Écoutez encore : « Il n’est pas triste/ il/n’est pas vindicatif/le petit matelot barbaresque ».
Le poème franchit l’écume, le temps figé, en diapason de l’émoi de l’instant. Retenir les espars comme des rais de lumière sur la mer « logarithmique ». Le texte d’embruns et de souffles est la concorde et le mimétisme. L’intransigeance des batailles pour la vie. Les dangers sont des épreuves pour s’émanciper. On est en transmutation, le regard front de mer, marin devenu, dans un corps à corps avec l’esprit même de ce livre immense et capable. Les rituels comme les mains qui enserrent le gouvernail. Frémissement d’une époque où « le charisme et l’autorité/sont des qualités indispensables/pour/pour gouverner/ deux cents hommes cueillis enrôlés/cueillis aux quatre coins du royaume ».
Sachant manier l’opératif, sa nef et ses espars. Le spéculatif, ce que la mer laisse comme langage arithmétique et comme hyperbole. Intrinsèque, les miscellanées comme des révélations. « Et le garçon qui débute/est semblable en tout point/à l’homme savant/ qui en fait/n’en sait pas davantage/n’en sait guère davantage/sachant/davantage ce qu’il ignore/tandis que le jeune apprenti/ignore ce qu’il sait ».
Le poème est un envol au-dessus des vagues. Ici, tout est place, en frémissement, prêt à éclore. À octroyer la chance d’une littérature exceptionnelle, régénératrice et parabolique pour celui ou celle qui lira avec attention, à voix basse ou haute, pour lui ou elle-même, pour l’enfant, cette myriade maritime, poème épique en mètre irrationnel.

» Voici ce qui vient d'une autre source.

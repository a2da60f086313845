//! Narrow interfaces to the collaborators the workflow drives: the
//! simulation engine and the structure generators.

use async_trait::async_trait;
use serde::{Deserialize, Serialize};
use serde_json::{json, Value};
use std::collections::BTreeMap;

use super::model::{Molecule, Structure};
use crate::config::SlabParams;
use crate::core::errors::Result;

/// Named set of simulation control overrides
#[derive(Debug, Clone, PartialEq, Serialize, Deserialize)]
pub struct InputProfile {
    pub name: String,
    pub overrides: BTreeMap<String, Value>,
    /// Command line the engine launches
    #[serde(default)]
    pub command: String,
    /// Results database the engine reports into
    #[serde(default)]
    pub db_file: Option<String>,
}

impl InputProfile {
    pub fn new(name: impl Into<String>) -> Self {
        Self {
            name: name.into(),
            overrides: BTreeMap::new(),
            command: String::new(),
            db_file: None,
        }
    }

    /// Single-point profile used for the distance landscape
    pub fn static_landscape() -> Self {
        Self::new("static_landscape").with_overrides([
            ("LELF", json!(true)),
            ("LORBIT", json!(11)),
            ("ALGO", json!("Fast")),
            ("ISMEAR", json!(1)),
            ("ADDGRID", json!(true)),
            ("LREAL", json!(false)),
            ("LASPH", json!(true)),
            ("IDIPOL", json!(3)),
            ("LDIPOL", json!(true)),
        ])
    }

    /// Relaxation profile for slabs and adsorbed configurations
    pub fn surface_optimize() -> Self {
        Self::new("surface_optimize").with_overrides([
            ("EDIFFG", json!(-0.05)),
            ("ENAUG", json!(4000)),
            ("IBRION", json!(1)),
            ("POTIM", json!(1.0)),
            ("EDIFF", json!(1e-5)),
            ("ISYM", json!(0)),
            ("IDIPOL", json!(3)),
            ("LDIPOL", json!(true)),
        ])
    }

    /// Later entries win
    pub fn with_overrides<K, I>(mut self, overrides: I) -> Self
    where
        K: Into<String>,
        I: IntoIterator<Item = (K, Value)>,
    {
        for (k, v) in overrides {
            self.overrides.insert(k.into(), v);
        }
        self
    }

    pub fn with_command(mut self, command: impl Into<String>) -> Self {
        self.command = command.into();
        self
    }

    pub fn with_db_file(mut self, db_file: Option<String>) -> Self {
        self.db_file = db_file;
        self
    }
}

/// Result of a successful simulation
#[derive(Debug, Clone, PartialEq, Serialize, Deserialize)]
pub struct EngineOutput {
    /// Total energy of the final structure
    pub energy: f64,
    pub structure: Structure,
}

/// Runs one simulation. Errors are terminal failures with no numeric output.
#[async_trait]
pub trait SimulationEngine: Send + Sync {
    async fn run(
        &self,
        task: &str,
        structure: &Structure,
        profile: &InputProfile,
    ) -> Result<EngineOutput>;
}

/// Cuts slabs from a bulk structure
pub trait SlabGenerator: Send + Sync {
    fn generate_slabs(
        &self,
        bulk: &Structure,
        max_index: u32,
        params: &SlabParams,
    ) -> Result<Vec<Structure>>;
}

/// Opaque site-finding settings, handed unchanged to the [`SiteFinder`]
#[derive(Debug, Clone, Default, PartialEq, Serialize, Deserialize)]
pub struct PlacementParams {
    /// Site search itself (tolerances, symmetry reduction)
    pub finder: Value,
    /// Structure generation at each site
    pub structures: Value,
}

/// Places an adsorbate on every candidate site of a slab.
///
/// Must be deterministic: the same slab, adsorbate and parameters yield the
/// same site order at every distance.
pub trait SiteFinder: Send + Sync {
    fn adsorption_structures(
        &self,
        slab: &Structure,
        adsorbate: &Molecule,
        distance: f64,
        params: &PlacementParams,
    ) -> Result<Vec<Structure>>;
}
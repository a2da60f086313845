//! Event system for DAG Flow
//!
//! Provides typed event emission for runtime events

use serde::{Deserialize, Serialize};
use std::sync::atomic::{AtomicU64, Ordering};
use std::sync::Arc;

/// Runtime event types
#[derive(Debug, Clone, Serialize, Deserialize, PartialEq)]
#[serde(tag = "type")]
pub enum RuntimeEvent {
    NodeStarted {
        node_id: String,
        action: String,
        attempt: u8,
    },
    NodeCompleted {
        node_id: String,
        success: bool,
        duration_ms: u64,
    },
    NodeSkipped {
        node_id: String,
        reason: String,
    },
    NodesAppended {
        parent: String,
        node_ids: Vec<String>,
    },
    BranchStateUpdated {
        branch_id: String,
        status: String,
        reason: Option<String>,
    },
}

/// Event envelope with metadata
#[derive(Debug, Clone, Serialize, Deserialize)]
pub struct RuntimeEventEnvelope {
    pub sequence: u64,
    pub run_id: String,
    pub timestamp: u64,
    pub event: RuntimeEvent,
}

/// Event sink trait for emitting events
pub trait EventSink: Send + Sync {
    /// Emit an event
    fn emit(&self, envelope: &RuntimeEventEnvelope);
}

/// A simple logging event sink
pub struct LoggingEventSink;

impl EventSink for LoggingEventSink {
    fn emit(&self, envelope: &RuntimeEventEnvelope) {
        tracing::debug!("Event: {:?}", envelope);
    }
}

/// A buffering event sink that collects events
#[derive(Default)]
pub struct BufferingEventSink {
    events: Arc<parking_lot::RwLock<Vec<RuntimeEventEnvelope>>>,
}

impl BufferingEventSink {
    pub fn new() -> Self {
        Self::default()
    }

    pub fn get_events(&self) -> Vec<RuntimeEventEnvelope> {
        self.events.read().clone()
    }

    pub fn clear(&self) {
        self.events.write().clear();
    }
}

impl EventSink for BufferingEventSink {
    fn emit(&self, envelope: &RuntimeEventEnvelope) {
        self.events.write().push(envelope.clone());
    }
}

/// Global sequence counter for events
static EVENT_SEQUENCE: AtomicU64 = AtomicU64::new(0);

/// Get the next event sequence number
pub fn next_sequence() -> u64 {
    EVENT_SEQUENCE.fetch_add(1, Ordering::SeqCst)
}

/// Get current timestamp in milliseconds
pub fn now_ms() -> u64 {
    chrono::Utc::now().timestamp_millis().max(0) as u64
}

/// Emit a runtime event through an executor's sink, if one is installed
#[macro_export]
macro_rules! emit_event {
    ($exec:expr, $run_id:expr, $event:expr) => {{
        if let Some(sink) = &$exec.event_sink {
            let envelope = $crate::dag_flow::events::RuntimeEventEnvelope {
                sequence: $crate::dag_flow::events::next_sequence(),
                run_id: $run_id.to_string(),
                timestamp: $crate::dag_flow::events::now_ms(),
                event: $event,
            };
            sink.emit(&envelope);
        }
    }};
}
//! Reconciles trial completion records against the expected distances.
//!
//! Trials carry their distance index as a typed metadata field; matching is
//! exact on that field. Distances with no matching record are left out of
//! the map.

use serde::{Deserialize, Serialize};
use std::collections::BTreeMap;

use super::model::{DistanceSet, SiteKey, TrialStatus};
use crate::coord::JobInfo;

/// Metadata field carrying a trial's position in the distance set
pub const DISTANCE_INDEX: &str = "distance_index";
/// Metadata field carrying the trial's site identity
pub const SITE_KEY: &str = "site_key";
/// Namespace key the join publishes under
pub const DISTANCE_TO_STATE: &str = "distance_to_state";

#[derive(Debug, Clone, Copy, PartialEq, Serialize, Deserialize)]
pub struct DistanceState {
    pub distance: f64,
    pub status: TrialStatus,
}

/// distance index → state
pub type StatusMap = BTreeMap<usize, DistanceState>;

/// Build the status map for one site. Records of other sites, untagged
/// records and indices outside the distance set are ignored; for repeated
/// indices the last record wins.
pub fn join_statuses(key: &SiteKey, distances: &DistanceSet, records: &[JobInfo]) -> StatusMap {
    let key = key.to_string();
    let mut states = StatusMap::new();

    for record in records {
        let same_site = record
            .metadata
            .get(SITE_KEY)
            .and_then(|v| v.as_str())
            .map_or(false, |k| k == key);
        if !same_site {
            continue;
        }
        let distance_idx = match record.metadata.get(DISTANCE_INDEX).and_then(|v| v.as_u64()) {
            Some(i) => i as usize,
            None => continue,
        };
        if let Some(distance) = distances.get(distance_idx) {
            states.insert(
                distance_idx,
                DistanceState {
                    distance,
                    status: record.status.into(),
                },
            );
        }
    }

    states
}

#[cfg(test)]
mod tests {
    use super::*;
    use crate::dag_flow::NodeStatus;
    use pretty_assertions::assert_eq;
    use serde_json::json;

    fn record(site: &str, distance_idx: usize, status: NodeStatus) -> JobInfo {
        JobInfo {
            node_id: format!("trial_{}_{}", site, distance_idx),
            name: format!("distance optimization: {}", distance_idx),
            status,
            metadata: json!({ SITE_KEY: site, DISTANCE_INDEX: distance_idx }),
        }
    }

    #[test]
    fn test_join_maps_statuses_by_index() {
        let key = SiteKey::new(0, 0, 0);
        let distances = DistanceSet::default();
        let records = vec![
            record("0_0_0", 0, NodeStatus::Completed),
            record("0_0_0", 2, NodeStatus::Failed),
            record("0_0_0", 4, NodeStatus::Completed),
        ];

        let states = join_statuses(&key, &distances, &records);
        assert_eq!(states.len(), 3);
        assert_eq!(states[&0].status, TrialStatus::Succeeded);
        assert_eq!(states[&2].status, TrialStatus::Failed);
        assert_eq!(states[&2].distance, 1.25);
        assert!(!states.contains_key(&1));
    }

    #[test]
    fn test_join_is_idempotent() {
        let key = SiteKey::new(0, 0, 0);
        let distances = DistanceSet::default();
        let records = vec![
            record("0_0_0", 1, NodeStatus::Completed),
            record("0_0_0", 3, NodeStatus::Skipped),
        ];
        assert_eq!(
            join_statuses(&key, &distances, &records),
            join_statuses(&key, &distances, &records)
        );
    }

    #[test]
    fn test_join_ignores_foreign_and_untagged_records() {
        let key = SiteKey::new(0, 0, 0);
        let distances = DistanceSet::default();
        let mut untagged = record("0_0_0", 0, NodeStatus::Completed);
        untagged.metadata = json!({});
        let records = vec![
            record("0_0_1", 0, NodeStatus::Completed),
            record("0_0_0", 9, NodeStatus::Completed),
            untagged,
        ];
        assert!(join_statuses(&key, &distances, &records).is_empty());
    }

    #[test]
    fn test_join_requires_site_tag() {
        // The slab static carries no site key; it must not claim a distance.
        let key = SiteKey::new(0, 0, 0);
        let distances = DistanceSet::default();
        let mut distance_only = record("0_0_0", 2, NodeStatus::Completed);
        distance_only.metadata = json!({ DISTANCE_INDEX: 2 });

        assert!(join_statuses(&key, &distances, &[distance_only]).is_empty());
    }

    #[test]
    fn test_similar_distances_do_not_collide() {
        // 1.2 would match "1.25" under a substring rule.
        let key = SiteKey::new(0, 0, 0);
        let distances = DistanceSet::new(vec![1.2, 1.25]).unwrap();
        let records = vec![record("0_0_0", 1, NodeStatus::Completed)];

        let states = join_statuses(&key, &distances, &records);
        assert_eq!(states.keys().copied().collect::<Vec<_>>(), vec![1]);
    }
}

« Que faut-il croire ? Les mathématiques/où l’énigme qui s’offre au regard ? ».
Prenez soin de ce livre né depuis des millénaires. Vous saurez alors que le mystère est un passage entre mer et terre. « Espars » l’intimité d’une langue vaste jusqu’au ciel. Ce poème est une navigation stupéfiante, stimulante et qui excelle nos sens. Une fresque maritime époustouflante tant par ses tracés marins que ses latitudes. « Espars » éminent.
« travail accompli/dans un souci d’efficacité/autant que de beauté/deux choses inséparables ».
Sébastien Cagnoli a obtenu le Prix méditerranée « Poésies » 2023.
Publié par les majeures Éditions Le Ver à soie. À noter une splendide première de couverture d’Elza Lacotte de l’Atelier du Zef.